Yea, I did a write-up that may work well enough. Check out my webpage below.


----------



## pete? (Jul 6, 2004)

Ninety-Nine SE-L said:


> Yea, I did a write-up that may work well enough. Check out my webpage below.


yea if you have to have them on all day and night (yes hence drl i know) then you could do ninety-nines write-up and make the wire in the light control arm that controls the hedlights in a closed loop so you dont have a switch" on the steering colume for the lights that way you wont be able to turn them off thus it is legal but leave the wire for the high beams so you can control them :thumbup:


----------



## xbrandonx (Mar 27, 2004)

I'd say if you left it on and left the lever there would they check anything other then just that when you start your car it came on. There are other things then just your cig lighter that you could wire to but that was just one way. Anything that has a fuse that comes on when you turn the key on will work.


----------



## Ninety-Nine SE-L (May 5, 2002)

I'll write you up a diagram, but I can't do anything until I get home. I'll make it so you can make them perminately leave them on or, if you want, wire them to a seperate (hidden) switch so that you can turn them off from time to time. It'll bypass the stock switch on the steering column, however you will still have use of your brights switch like normal.


----------



## Ninety-Nine SE-L (May 5, 2002)

Here's a basic idea of the system, however, it's not that simple. In order to work the brights, it needs to automatically cut out the lows or else you will be running too many amps. 
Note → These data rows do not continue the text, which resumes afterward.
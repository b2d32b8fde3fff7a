//! CLI command implementations.

pub mod call;
pub mod doctor;
pub mod servers;
pub mod tools;
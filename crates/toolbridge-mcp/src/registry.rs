//! The client registry: every configured server, started together and torn
//! down together.

use std::sync::atomic::{AtomicBool, Ordering};
use std::sync::Arc;

use futures::future::join_all;
use tokio::sync::RwLock;
use toolbridge_core::Config;
use tracing::{debug, error, info, info_span, warn, Instrument, Span};

use crate::adapter::ToolAdapter;
use crate::config::ServerConfigSet;
use crate::connection::{ConnectionSettings, ConnectionState, ServerConnection};

/// Settings shared by every connection of a registry.
#[derive(Debug, Clone)]
pub struct RegistrySettings {
    /// When false the registry never starts anything and its catalog is empty.
    pub enabled: bool,
    /// Per-connection timeouts.
    pub connection: ConnectionSettings,
}

impl Default for RegistrySettings {
    fn default() -> Self {
        Self {
            enabled: true,
            connection: ConnectionSettings::default(),
        }
    }
}

impl From<&Config> for RegistrySettings {
    fn from(config: &Config) -> Self {
        Self {
            enabled: config.client.enabled,
            connection: ConnectionSettings::from(config),
        }
    }
}

/// Owns one [`ServerConnection`] per configured server.
pub struct ClientRegistry {
    settings: RegistrySettings,
    /// Connections in configuration order.
    connections: Vec<Arc<ServerConnection>>,
    /// Adapters produced by the last `start`.
    catalog: RwLock<Vec<ToolAdapter>>,
    shut_down: AtomicBool,
    span: Span,
}

impl ClientRegistry {
    /// Build a connection for every enabled server in `set`. Nothing is started.
    pub fn load(set: ServerConfigSet, settings: RegistrySettings) -> Self {
        Self::load_with_span(set, settings, info_span!("mcp_client"))
    }

    /// Like [`load`](Self::load), recording all events under `span`.
    pub fn load_with_span(set: ServerConfigSet, settings: RegistrySettings, span: Span) -> Self {
        let (servers, rejected) = set.into_parts();

        for e in &rejected {
            error!(parent: &span, error = %e, "Skipping MCP server configuration");
        }

        let connections = servers
            .into_iter()
            .filter(|config| {
                if config.disabled {
                    debug!(parent: &span, server = %config.name, "Skipping disabled MCP server");
                }
                !config.disabled
            })
            .map(|config| {
                let server_span = info_span!(parent: &span, "mcp_server", server = %config.name);
                Arc::new(ServerConnection::with_span(
                    config,
                    settings.connection.clone(),
                    server_span,
                ))
            })
            .collect();

        Self {
            settings,
            connections,
            catalog: RwLock::new(Vec::new()),
            shut_down: AtomicBool::new(false),
            span,
        }
    }

    /// Load the servers file named by `config`.
    pub fn from_config(config: &Config) -> Self {
        let set = ServerConfigSet::load(config.servers_file());
        Self::load(set, RegistrySettings::from(config))
    }

    /// Whether the client is enabled.
    pub fn is_enabled(&self) -> bool {
        self.settings.enabled
    }

    /// Connections in configuration order.
    pub fn connections(&self) -> &[Arc<ServerConnection>] {
        &self.connections
    }

    /// Get a connection by server name.
    pub fn get(&self, name: &str) -> Option<&Arc<ServerConnection>> {
        self.connections.iter().find(|c| c.name() == name)
    }

    /// Start every connection and collect their tools.
    ///
    /// Connections are initialized concurrently. A connection that fails only
    /// removes its own tools; the catalog is ordered by configuration order,
    /// not by completion order. Calling `start` again lists the tools of the
    /// connections that are already ready.
    pub async fn start(&self) -> Vec<ToolAdapter> {
        async {
            if !self.settings.enabled {
                warn!("MCP client is disabled, no tools will be available");
                return Vec::new();
            }
            if self.shut_down.load(Ordering::SeqCst) {
                warn!("MCP client has been shut down, no tools will be available");
                return Vec::new();
            }

            info!(count = self.connections.len(), "Starting MCP servers");

            let per_server = join_all(self.connections.iter().map(|c| Self::start_one(c))).await;

            let ready = per_server.iter().filter(|tools| tools.is_some()).count();
            let catalog: Vec<ToolAdapter> = per_server.into_iter().flatten().flatten().collect();

            info!(
                ready = ready,
                failed = self.connections.len() - ready,
                tools = catalog.len(),
                "MCP servers started"
            );

            let mut stored = self.catalog.write().await;
            if self.shut_down.load(Ordering::SeqCst) {
                return Vec::new();
            }
            *stored = catalog.clone();
            catalog
        }
        .instrument(self.span.clone())
        .await
    }

    /// Bring one connection up and adapt its tools. `None` when the
    /// connection is not ready afterwards.
    async fn start_one(connection: &Arc<ServerConnection>) -> Option<Vec<ToolAdapter>> {
        if connection.state().await == ConnectionState::Unstarted {
            // Failures are logged by the connection with their phase
            let _ = connection.initialize().await;
        }
        if !connection.is_ready().await {
            return None;
        }

        let tools = connection
            .list_capabilities()
            .await
            .into_iter()
            .map(|remote| ToolAdapter::from_remote(connection, remote))
            .collect();
        Some(tools)
    }

    /// Adapters produced by the last `start`.
    pub async fn catalog(&self) -> Vec<ToolAdapter> {
        self.catalog.read().await.clone()
    }

    /// Clean up every connection.
    ///
    /// Every cleanup is attempted even when others fail; failures are logged.
    /// Safe to call before `start`, during it, and any number of times.
    /// In-flight handshakes and tool calls are cut short, and every server
    /// process has been released by the time this returns.
    pub async fn shutdown(&self) {
        async {
            if !self.settings.enabled {
                return;
            }
            if self.shut_down.swap(true, Ordering::SeqCst) {
                debug!("MCP client already shut down");
                return;
            }

            info!(count = self.connections.len(), "Stopping MCP servers");

            let results = join_all(self.connections.iter().map(|c| c.cleanup())).await;

            let mut failures = 0;
            for (connection, result) in self.connections.iter().zip(results) {
                if let Err(e) = result {
                    failures += 1;
                    error!(server = %connection.name(), error = %e, "MCP server cleanup failed");
                }
            }

            self.catalog.write().await.clear();

            if failures > 0 {
                warn!(failed = failures, "MCP client shut down with errors");
            } else {
                info!("MCP client shut down");
            }
        }
        .instrument(self.span.clone())
        .await
    }
}

#[cfg(test)]
mod tests {
    use super::*;
    use crate::config::ServerConfig;
    use crate::connection::tests::{echo_responder, ScriptedTransport};
    use serde_json::json;
    use toolbridge_core::Tool;

    fn set(configs: Vec<ServerConfig>) -> ServerConfigSet {
        ServerConfigSet::from_configs(configs)
    }

    #[test]
    fn test_load_keeps_order_and_skips_disabled() {
        let registry = ClientRegistry::load(
            set(vec![
                ServerConfig::new("zeta", "z"),
                ServerConfig::new("off", "o").with_disabled(true),
                ServerConfig::new("alpha", "a"),
            ]),
            RegistrySettings::default(),
        );

        let names: Vec<&str> = registry.connections().iter().map(|c| c.name()).collect();
        assert_eq!(names, vec!["zeta", "alpha"]);
        assert!(registry.get("off").is_none());
    }

    #[test]
    fn test_settings_from_config() {
        let mut config = Config::default();
        config.client.enabled = false;
        assert!(!RegistrySettings::from(&config).enabled);
    }

    #[tokio::test]
    async fn test_disabled_client_is_inert() {
        let registry = ClientRegistry::load(
            set(vec![ServerConfig::new("alpha", "a")]),
            RegistrySettings {
                enabled: false,
                ..Default::default()
            },
        );

        assert!(registry.start().await.is_empty());
        registry.shutdown().await;
        assert_eq!(
            registry.get("alpha").unwrap().state().await,
            ConnectionState::Unstarted
        );
    }

    #[tokio::test]
    async fn test_start_lists_attached_connections() {
        let registry = ClientRegistry::load(
            set(vec![
                ServerConfig::new("one", "scripted"),
                ServerConfig::new("two", "scripted"),
            ]),
            RegistrySettings::default(),
        );
        for connection in registry.connections() {
            let (transport, _) = ScriptedTransport::new(echo_responder);
            connection.attach(Box::new(transport)).await.unwrap();
        }

        let catalog = registry.start().await;
        let servers: Vec<&str> = catalog.iter().map(|t| t.server_name()).collect();
        assert_eq!(servers, vec!["one", "two"]);
        assert!(catalog.iter().all(|t| t.name() == "echo"));
        assert_eq!(registry.catalog().await.len(), 2);

        let output = catalog[1].invoke(json!({"text": "hi"})).await;
        assert!(!output.is_error());
    }

    #[tokio::test]
    async fn test_shutdown_is_idempotent() {
        let registry = ClientRegistry::load(
            set(vec![ServerConfig::new("one", "scripted")]),
            RegistrySettings::default(),
        );
        let (transport, closes) = ScriptedTransport::new(echo_responder);
        registry.connections()[0]
            .attach(Box::new(transport))
            .await
            .unwrap();
        let catalog = registry.start().await;

        registry.shutdown().await;
        registry.shutdown().await;

        assert_eq!(closes.load(Ordering::SeqCst), 1);
        assert!(registry.catalog().await.is_empty());
        assert!(catalog[0].invoke(json!({"text": "hi"})).await.is_error());
        assert!(registry.start().await.is_empty());
    }

    #[tokio::test]
    async fn test_shutdown_without_start() {
        let registry = ClientRegistry::load(
            set(vec![ServerConfig::new("one", "never-run")]),
            RegistrySettings::default(),
        );
        registry.shutdown().await;
        assert_eq!(
            registry.connections()[0].state().await,
            ConnectionState::Closed
        );
    }

    #[tokio::test]
    async fn test_empty_configuration() {
        let registry = ClientRegistry::load(ServerConfigSet::new(), RegistrySettings::default());
        assert!(registry.start().await.is_empty());
        registry.shutdown().await;
    }
}
//! Remote MCP tools exposed through the core [`Tool`] trait.

use std::sync::{Arc, Weak};

use async_trait::async_trait;
use serde_json::Value;
use toolbridge_core::{Tool, ToolDefinition, ToolOutput};

use crate::connection::ServerConnection;
use crate::protocol::McpToolDefinition;

/// One remote tool bound to the connection that advertised it.
///
/// The adapter does not keep its connection alive. Once the registry that
/// owns the connection is gone, invoking the adapter yields an error result.
#[derive(Clone)]
pub struct ToolAdapter {
    definition: ToolDefinition,
    server_name: String,
    connection: Weak<ServerConnection>,
}

impl ToolAdapter {
    /// Build an adapter from a tool listed by `connection`.
    ///
    /// The name and input schema are copied verbatim. A missing or blank
    /// description is replaced by one naming the server.
    pub fn from_remote(connection: &Arc<ServerConnection>, remote: McpToolDefinition) -> Self {
        let server_name = connection.name().to_string();
        let description = remote
            .description
            .filter(|d| !d.trim().is_empty())
            .unwrap_or_else(|| format!("MCP tool from server {}", server_name));

        Self {
            definition: ToolDefinition::new(remote.name, description)
                .with_input_schema(remote.input_schema),
            server_name,
            connection: Arc::downgrade(connection),
        }
    }

    /// Tool description.
    pub fn description(&self) -> &str {
        &self.definition.description
    }

    /// JSON Schema of the arguments, as reported by the server.
    pub fn input_schema(&self) -> &Value {
        &self.definition.input_schema
    }

    /// Name of the server the tool belongs to.
    pub fn server_name(&self) -> &str {
        &self.server_name
    }
}

impl std::fmt::Debug for ToolAdapter {
    fn fmt(&self, f: &mut std::fmt::Formatter<'_>) -> std::fmt::Result {
        f.debug_struct("ToolAdapter")
            .field("name", &self.definition.name)
            .field("server", &self.server_name)
            .finish()
    }
}

#[async_trait]
impl Tool for ToolAdapter {
    fn definition(&self) -> &ToolDefinition {
        &self.definition
    }

    async fn invoke(&self, arguments: Value) -> ToolOutput {
        let arguments = match arguments {
            Value::Null => None,
            Value::Object(_) => Some(arguments),
            other => {
                return ToolOutput::failure(format!(
                    "arguments must be a JSON object, got {}",
                    json_kind(&other)
                ))
            }
        };

        match self.connection.upgrade() {
            Some(connection) => connection.invoke(&self.definition.name, arguments).await,
            None => ToolOutput::failure(format!(
                "MCP server '{}' is no longer available",
                self.server_name
            )),
        }
    }
}

fn json_kind(value: &Value) -> &'static str {
    match value {
        Value::Null => "null",
        Value::Bool(_) => "a boolean",
        Value::Number(_) => "a number",
        Value::String(_) => "a string",
        Value::Array(_) => "an array",
        Value::Object(_) => "an object",
    }
}

#[cfg(test)]
mod tests {
    use super::*;
    use crate::config::ServerConfig;
    use crate::connection::tests::{echo_responder, ScriptedTransport};
    use crate::connection::ConnectionSettings;
    use serde_json::json;

    async fn ready(name: &str) -> Arc<ServerConnection> {
        let conn = Arc::new(ServerConnection::new(
            ServerConfig::new(name, "scripted"),
            ConnectionSettings::default(),
        ));
        let (transport, _) = ScriptedTransport::new(echo_responder);
        conn.attach(Box::new(transport)).await.unwrap();
        conn
    }

    fn remote(name: &str, description: Option<&str>) -> McpToolDefinition {
        McpToolDefinition {
            name: name.to_string(),
            description: description.map(String::from),
            input_schema: json!({"type": "object", "properties": {"text": {"type": "string"}}}),
        }
    }

    #[tokio::test]
    async fn test_definition_is_copied_verbatim() {
        let conn = ready("files").await;
        let adapter = ToolAdapter::from_remote(&conn, remote("read_file", Some("Read a file")));

        assert_eq!(adapter.name(), "read_file");
        assert_eq!(adapter.description(), "Read a file");
        assert_eq!(adapter.server_name(), "files");
        assert_eq!(adapter.input_schema()["properties"]["text"]["type"], "string");
    }

    #[tokio::test]
    async fn test_missing_description_names_server() {
        let conn = ready("files").await;

        let adapter = ToolAdapter::from_remote(&conn, remote("a", None));
        assert_eq!(adapter.description(), "MCP tool from server files");

        let adapter = ToolAdapter::from_remote(&conn, remote("b", Some("   ")));
        assert_eq!(adapter.description(), "MCP tool from server files");
    }

    #[tokio::test]
    async fn test_invoke_dispatches_to_connection() {
        let conn = ready("files").await;
        let adapter = ToolAdapter::from_remote(&conn, remote("echo", None));

        let output = adapter.invoke(json!({"text": "hello"})).await;
        assert_eq!(output.into_value()["content"][0]["text"], "hello");
    }

    #[tokio::test]
    async fn test_non_object_arguments_are_rejected() {
        let conn = ready("files").await;
        let adapter = ToolAdapter::from_remote(&conn, remote("echo", None));

        let output = adapter.invoke(json!(["hello"])).await;
        assert_eq!(
            output.error_message(),
            Some("arguments must be a JSON object, got an array")
        );
    }

    #[tokio::test]
    async fn test_invoke_after_connection_dropped() {
        let conn = ready("files").await;
        let adapter = ToolAdapter::from_remote(&conn, remote("echo", None));
        drop(conn);

        let output = adapter.invoke(json!({"text": "hello"})).await;
        assert!(output.error_message().unwrap().contains("no longer available"));
    }
}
It will take no relays if you want a quick tap (although I recommend some diodes), 2 relays if you want an extra 'kill' switch, and up to 4 relays if you want it to work as if it were stock-installed (kill the lows when the highs are on).

If you would like, for $5+cost, I can make and ship you a working harness that you can tap into the headlight wires. If not, I'll write up a diagram.


----------



## pete? (Jul 6, 2004)

Ninety-Nine SE-L said:


> Here's a basic idea of the system, however, it's not that simple. In order to work the brights, it needs to automatically cut out the lows or else you will be running too many amps.
> 
> 
> If you would like, for $5+cost, I can make and ship you a working harness that you can tap into the headlight wires. If not, I'll write up a diagram.
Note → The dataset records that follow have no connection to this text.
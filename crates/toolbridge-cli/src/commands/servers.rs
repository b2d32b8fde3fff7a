//! List configured MCP servers.

use toolbridge_mcp::ServerConfigSet;

use crate::AppContext;

pub fn run(ctx: &AppContext) -> anyhow::Result<()> {
    let path = ctx.config.servers_file();
    let set = ServerConfigSet::load(&path);

    println!("MCP servers ({}):", path.display());
    if set.is_empty() {
        println!("  (none)");
    }
    for server in set.servers() {
        let status = if server.disabled { " [disabled]" } else { "" };
        if server.args.is_empty() {
            println!("  {}{}: {}", server.name, status, server.command);
        } else {
            println!(
                "  {}{}: {} {}",
                server.name,
                status,
                server.command,
                server.args.join(" ")
            );
        }
        if !server.env.is_empty() {
            let mut keys: Vec<&str> = server.env.keys().map(String::as_str).collect();
            keys.sort_unstable();
            println!("    env: {}", keys.join(", "));
        }
    }

    if !set.rejected().is_empty() {
        println!("\nRejected:");
        for error in set.rejected() {
            println!("  ✗ {}", error);
        }
    }

    Ok(())
}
thats great i never thought of that that it has to cut off the lows and a hidden switch would be a good idea incase you have silverstars or something expencive like that that you dont want burned out really fast :thumbdwn:.


----------



## Ninety-Nine SE-L (May 5, 2002)

done, here's the diagram:


----------



## pete2.0 (Sep 17, 2004)

wow ! that diagram is WAY more than I hoped for in an answer to this post ! I really appreciate it !


----------